C’est que madame d’Étampes était une nature active, ardente, ambitieuse. Après avoir vivement cherché et vaillamment conquis l’amour du roi, cet amour ne suffît plus bientôt à l’inquiétude de son esprit, et elle commença à s’ennuyer. L’amiral Brion et le comte de Longueval qu’elle aima quelque temps, Diane de Poitiers qu’elle détesta toujours, ne l’occupaient pas assez puissamment ; mais depuis huit jours, le vide qu’elle sentait dans son esprit s’était un peu rempli, et elle avait recommencé à vivre, grâce à une nouvelle haine et à un nouvel amour.

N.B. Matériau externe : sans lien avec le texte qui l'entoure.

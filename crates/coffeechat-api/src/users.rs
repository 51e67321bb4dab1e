use axum::{
    Json,
    extract::{Path, State},
    response::IntoResponse,
};

use coffeechat_types::api::{Envelope, UserRating};

use crate::auth::AppState;
use crate::error::ApiError;
use crate::run_db;

/// GET /api/users/{user_id}/rating
pub async fn get_user_rating(
    State(state): State<AppState>,
    Path(user_id): Path<String>,
) -> Result<impl IntoResponse, ApiError> {
    let uid = user_id.clone();
    let aggregate = run_db(&state, move |db| db.get_rating(&uid))
        .await?
        .ok_or_else(|| ApiError::NotFound("User not found".into()))?;

    Ok(Json(Envelope::new(
        "Rating retrieved successfully",
        UserRating {
            user_id,
            average_rating: aggregate.average_rating,
            total_reviews: aggregate.total_reviews,
        },
    )))
}
pub mod api;
pub mod models;
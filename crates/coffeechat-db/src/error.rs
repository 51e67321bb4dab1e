use thiserror::Error;

/// Errors raised by the store and the ledgers built on it.
#[derive(Debug, Error)]
pub enum Error {
    #[error("{0}")]
    InvalidInput(String),

    #[error("{0} not found")]
    NotFound(&'static str),

    #[error("{0}")]
    Forbidden(String),

    #[error("{0}")]
    Conflict(String),

    #[error("database error: {0}")]
    Sqlite(#[from] rusqlite::Error),

    #[error("database lock poisoned")]
    LockPoisoned,
}

pub type Result<T> = std::result::Result<T, Error>;

/// True when `err` is a UNIQUE / PRIMARY KEY constraint failure.
pub(crate) fn is_unique_violation(err: &rusqlite::Error) -> bool {
    match err {
        rusqlite::Error::SqliteFailure(e, _) => {
            e.extended_code == rusqlite::ffi::SQLITE_CONSTRAINT_UNIQUE
                || e.extended_code == rusqlite::ffi::SQLITE_CONSTRAINT_PRIMARYKEY
        }
        _ => false,
    }
}
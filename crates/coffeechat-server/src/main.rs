mod config;

use std::sync::Arc;

use axum::http::{HeaderValue, Method, header::{AUTHORIZATION, CONTENT_TYPE}};
use tower_http::cors::{AllowOrigin, CorsLayer};
use tower_http::trace::TraceLayer;
use tracing::info;

use coffeechat_api::auth::{AppState, AppStateInner, JwtResolver};
use coffeechat_db::Database;

use crate::config::Config;

#[tokio::main]
async fn main() -> anyhow::Result<()> {
    // Load .env if present
    let _ = dotenvy::dotenv();

    // Init logging
    tracing_subscriber::fmt()
        .with_env_filter(
            tracing_subscriber::EnvFilter::try_from_default_env().unwrap_or_else(|_| {
                "coffeechat=debug,coffeechat_api=debug,coffeechat_db=info,tower_http=debug".into()
            }),
        )
        .init();

    let config = Config::from_env()?;

    // Init database
    let db = Database::open(&config.db_path)?;

    let state: AppState = Arc::new(AppStateInner {
        db,
        resolver: Box::new(JwtResolver::new(&config.jwt_secret)),
    });

    let cors = match &config.client_url {
        Some(origin) => CorsLayer::new()
            .allow_origin(AllowOrigin::exact(HeaderValue::from_str(origin)?))
            .allow_methods([Method::GET, Method::POST, Method::PUT, Method::OPTIONS])
            .allow_headers([AUTHORIZATION, CONTENT_TYPE])
            .allow_credentials(true),
        None => CorsLayer::permissive(),
    };

    let app = coffeechat_api::router(state)
        .layer(cors)
        .layer(TraceLayer::new_for_http());

    info!("CoffeeChat server listening on {}", config.addr);

    let listener = tokio::net::TcpListener::bind(config.addr).await?;
    axum::serve(listener, app)
        .with_graceful_shutdown(shutdown_signal())
        .await?;

    Ok(())
}

async fn shutdown_signal() {
    let ctrl_c = tokio::signal::ctrl_c();
    #[cfg(unix)]
    {
        let mut sigterm =
            tokio::signal::unix::signal(tokio::signal::unix::SignalKind::terminate())
                .expect("failed to install SIGTERM handler");
        tokio::select! {
            _ = ctrl_c => info!("Received Ctrl+C, shutting down..."),
            _ = sigterm.recv() => info!("Received SIGTERM, shutting down..."),
        }
    }
    #[cfg(not(unix))]
    {
        ctrl_c.await.ok();
        info!("Received Ctrl+C, shutting down...");
    }
}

Elle haïssait Cellini et elle aimait Ascanio, et c’est à l’un et à l’autre qu’elle songeait, tandis que ses femmes achevaient de l’habiller.

Comme il ne restait plus qu’à la coiffer, on annonça le prévôt de Paris et le vicomte de Marmagne.

Ils étaient au nombre des plus dévoués partisans de la duchesse, dans les doux camps qui s’étaient formés à la cour entre la maîtresse du Dauphin, Diane de Poitiers, et elle. Or, on accueille bien les amis quand on pense à son ennemi. Ce fut donc avec une grâce infinie que madame d’Étampes donna sa main à baiser au prévôt refrogné et au souriant vicomte.

— Messire le prévôt, dit-elle avec une colère qui n’avait rien de joué, et une compassion qui n’avait rien d’injurieux, nous avons appris l’odieuse façon dont ce rustre italien vous a traité, vous, notre meilleur ami, et nous en sommes encore indignée.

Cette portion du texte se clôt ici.